08/22/2017 02:09PM ● Published by Stone Lieberman

By Phyllis Rowan

Step back almost 90 years in history, when Lincoln Highway through Coatesville was the major route between Philadelphia and Lancaster and other points west. Cars rumbled down the street while residents waved to them from the sidewalks.

On Saturday, Sept. 23, that bit of history will return to the city when Coatesville holds its second Invitational Vintage Grand Prix.

It all began in July 2015 when City Manager Mike Trio was inspecting buildings slated for redevelopment as part of the city’s Gateway Project at the corner of First Avenue and Lincoln Highway. One of those buildings was Dick Miles’ workshop on Diamond Street. Miles has been described as a machinist, a vintage motorcycle and go-kart racer and a magician – calling himself Houdini in his act. 

“He has the Gasoline Alley of Coatesville, I call it,” Trio said.  “When I walked in, I said, ‘Holy smokes.’”  Miles’ workshop is filled with cars, motorcycles, go-karts, scooters and much more. “It was a total visual overload.”

Trio admits he’s not a “car guy,” but he watched the movie “Rush,” about Formula 1 drivers Niki Lauda and James Hunt. He talked about the movie with Miles and ultimately said, “'Let’s have a race through the city,' and it started from there.”

It was word of mouth through the vintage car community that brought the event together. Denis Branca, who serves as chairman of the event, had organized many car shows in the past. He heard about it through Bill O’Connell, who got involved through John Lawless, who was involved with the vintage car and motorcycle show held at the Radnor Hunt. Lawless heard about it from Dick Miles. Ed Simpson was the city council liason who worked with the group to ensure that that the race happened and that all issues were addressed.

There are now 18 people on the committee, with additional support from the city public works department, fire companies and police, State Police, and the county Sheriff’s Department.  “We had a full effort in putting this all together,” Trio said.

They also worked with area businesses, encouraging them to sell their wares and food to the many onlookers lining the streets.

 “When we started this, it was a great place for people that owned cars … they go to car shows and have them sitting on a lawn somewhere and people can look at them, but a they want to turn it on an run it,” Trio said.

Last year, there were 15 motorcycles and about 40 cars participating.
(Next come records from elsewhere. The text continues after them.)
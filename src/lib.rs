// ==========================================
// 订单履约后台 - 核心库
// ==========================================
// 职责: 多租户订单表格归一化、订单行状态机、商品编码匹配、发注批次编号
// 技术栈: Rust + SQLite
// ==========================================

// ==========================================
// 模块声明
// ==========================================

// 领域层 - 实体与类型
pub mod domain;

// 数据仓储层 - 数据访问
pub mod repository;

// 引擎层 - 业务规则（纯计算）
pub mod engine;

// 导入层 - 外部表格
pub mod importer;

// 配置层 - 系统配置
pub mod config;

// 数据库基础设施（连接初始化/PRAGMA 统一/建库）
pub mod db;

// 日志系统
pub mod logging;

// API 层 - 业务接口
pub mod api;

// 应用层 - 装配
pub mod app;

// ==========================================
// 重导出核心类型
// ==========================================

// 领域类型
pub use domain::types::{OrderStatus, RowId, SubmitType, TenantId};

// 领域实体
pub use domain::{
    ActionLog, ActionType, DeliveryInfoUpdate, FieldMap, FieldValue, OrderBatch, OrderRow,
    Product, ProductMapping, PurchaseVendor,
};

// 引擎
pub use engine::{ProductMatch, ProductMatcher};

// API
pub use api::{ApiError, ApiResult, DispatchApi, OrderRowApi};

// ==========================================
// 常量定义
// ==========================================

// 系统版本
pub const VERSION: &str = env!("CARGO_PKG_VERSION");

// 系统名称
pub const APP_NAME: &str = "订单履约后台";
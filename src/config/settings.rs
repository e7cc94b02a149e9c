// ==========================================
// 订单履约后台 - 流水线配置快照
// ==========================================
// 职责: 启动时一次性读取配置，供同步代码路径使用
// 说明: 快照为纯数据（Send + Clone），API 层持有副本
// ==========================================

use crate::config::pipeline_config_trait::PipelineConfigReader;
use crate::domain::types::TenantId;
use serde::{Deserialize, Serialize};
use std::error::Error;

/// 流水线配置快照
#[derive(Debug, Clone, PartialEq, Serialize, Deserialize)]
pub struct PipelineSettings {
    pub header_scan_rows: usize,
    pub header_min_matches: usize,
    pub fuzzy_min_rating: f64,
    pub fuzzy_max_results: usize,
    pub bulk_write_concurrency: usize,
    pub batch_number_max_retries: u32,
    pub default_tenant_id: Option<TenantId>,
}

impl Default for PipelineSettings {
    fn default() -> Self {
        Self {
            header_scan_rows: 10,
            header_min_matches: 3,
            fuzzy_min_rating: 0.3,
            fuzzy_max_results: 5,
            bulk_write_concurrency: 8,
            batch_number_max_retries: 5,
            default_tenant_id: None,
        }
    }
}

impl PipelineSettings {
    /// 从配置读取器加载快照
    pub async fn load<R>(reader: &R) -> Result<Self, Box<dyn Error>>
    where
        R: PipelineConfigReader + ?Sized,
    {
        Ok(Self {
            header_scan_rows: reader.get_header_scan_rows().await?,
            header_min_matches: reader.get_header_min_matches().await?,
            fuzzy_min_rating: reader.get_fuzzy_min_rating().await?,
            fuzzy_max_results: reader.get_fuzzy_max_results().await?,
            bulk_write_concurrency: reader.get_bulk_write_concurrency().await?,
            batch_number_max_retries: reader.get_batch_number_max_retries().await?,
            default_tenant_id: reader.get_default_tenant_id().await?,
        })
    }
}
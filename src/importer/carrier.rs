// ==========================================
// 订单履约后台 - 承运商名称归一化
// ==========================================
// 规则: trim + 小写后按规则表顺序做关键字包含判断，先命中者胜出
// 约束: 规则顺序是对外契约（通用关键字必须排在具体关键字之后）
// 未命中: 返回 trim 后的原文（保留大小写）
// ==========================================

/// 承运商规则：标准名 + 关键字（小写）
#[derive(Debug, Clone, Copy)]
pub struct CarrierRule {
    pub standard_name: &'static str,
    pub keywords: &'static [&'static str],
}

/// 标准承运商规则表（顺序敏感）
pub static CARRIER_RULES: &[CarrierRule] = &[
    CarrierRule {
        standard_name: "CJ대한통운",
        keywords: &["cj", "대한통운", "korex"],
    },
    CarrierRule {
        standard_name: "롯데택배",
        keywords: &["롯데", "lotte", "현대택배"],
    },
    CarrierRule {
        standard_name: "한진택배",
        keywords: &["한진", "hanjin"],
    },
    CarrierRule {
        standard_name: "우체국택배",
        keywords: &["우체국", "epost", "우편"],
    },
    CarrierRule {
        standard_name: "로젠택배",
        keywords: &["로젠", "logen"],
    },
    CarrierRule {
        standard_name: "경동택배",
        keywords: &["경동", "kdexp"],
    },
    CarrierRule {
        standard_name: "대신택배",
        keywords: &["대신"],
    },
    CarrierRule {
        standard_name: "일양로지스",
        keywords: &["일양", "ilyang"],
    },
    CarrierRule {
        standard_name: "합동택배",
        keywords: &["합동"],
    },
    CarrierRule {
        standard_name: "CU편의점택배",
        keywords: &["cu편의점", "cupost", "cu 편의점"],
    },
    CarrierRule {
        standard_name: "GS Postbox 택배",
        keywords: &["gs편의점", "gs25", "postbox", "편의점"],
    },
];

/// 归一化承运商名称
///
/// - None / 空字符串：原样返回
/// - 命中规则：返回规则标准名
/// - 未命中：返回 trim 后的原文
pub fn normalize_carrier(raw: Option<&str>) -> Option<String> {
    let raw = raw?;
    if raw.is_empty() {
        return Some(raw.to_string());
    }

    let trimmed = raw.trim();
    let lowered = trimmed.to_lowercase();

    let matched = CARRIER_RULES
        .iter()
        .find(|rule| rule.keywords.iter().any(|kw| lowered.contains(kw)));

    match matched {
        Some(rule) => Some(rule.standard_name.to_string()),
        None => Some(trimmed.to_string()),
    }
}

/// 对非 Option 输入的便捷版本
pub fn normalize_carrier_str(raw: &str) -> String {
    normalize_carrier(Some(raw)).unwrap_or_default()
}

#[cfg(test)]
mod tests {
    use super::*;

    #[test]
    fn test_passthrough_for_empty_and_none() {
        assert_eq!(normalize_carrier(None), None);
        assert_eq!(normalize_carrier(Some("")), Some(String::new()));
    }

    #[test]
    fn test_keyword_match_returns_standard_name() {
        assert_eq!(normalize_carrier_str("CJ 택배"), "CJ대한통운");
        assert_eq!(normalize_carrier_str(" 대한통운 "), "CJ대한통운");
        assert_eq!(normalize_carrier_str("LOTTE Global"), "롯데택배");
        assert_eq!(normalize_carrier_str("우체국 등기"), "우체국택배");
        assert_eq!(normalize_carrier_str("Hanjin"), "한진택배");
    }

    #[test]
    fn test_unmatched_returns_trimmed_original_case() {
        assert_eq!(normalize_carrier_str("  Some Freight Co "), "Some Freight Co");
    }

    #[test]
    fn test_rule_order_specific_before_generic() {
        // "cu편의점" 同时包含通用关键字 "편의점"，先声明的 CU 规则胜出
        assert_eq!(normalize_carrier_str("CU편의점택배"), "CU편의점택배");
        assert_eq!(normalize_carrier_str("GS25 반값택배"), "GS Postbox 택배");
        assert_eq!(normalize_carrier_str("편의점 택배"), "GS Postbox 택배");
    }

    #[test]
    fn test_every_keyword_maps_to_its_rule_when_no_earlier_rule_matches() {
        for (idx, rule) in CARRIER_RULES.iter().enumerate() {
            for kw in rule.keywords {
                let earlier_hit = CARRIER_RULES[..idx]
                    .iter()
                    .any(|r| r.keywords.iter().any(|k| kw.contains(k)));
                if !earlier_hit {
                    assert_eq!(normalize_carrier_str(kw), rule.standard_name, "keyword {}", kw);
                }
            }
        }
    }
}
This year, organizers are anticipating more than 60 vehicles.

“Cars allowed in are from 1900 to 1965,” said Branca. “There were some really rare cars here, and having rare cars in an event like this is really impressive.”

Some of those participating in last year’s event were owner/driver Dave George’s 1936 Indy Champ car Bear Special and former Eagles head coach Dick Vermeil’s restored 1927 Miller Schofield Sprint car. Len Rusiewicz brought his Le Mans-prepared and raced 1969 Ferrari 365 Daytona prototype. Roger Radbill’s original 1923 Mercer Raceabout was the oldest car there. Many are expected to return this year.

Just like last year, the cars will race through city neighborhoods on a 2.2-mile course, with the start and finish lines at Third Avenue and Lincoln Highway. The Vintage Grand Prix is not a wheel-to-wheel race. Each car runs alone and is individually timed. Speed on the eight-block race will be challenged by hay bale chicanes arranged along the route, recalling the early days of racing. Dick Miles will again serve as course marshal.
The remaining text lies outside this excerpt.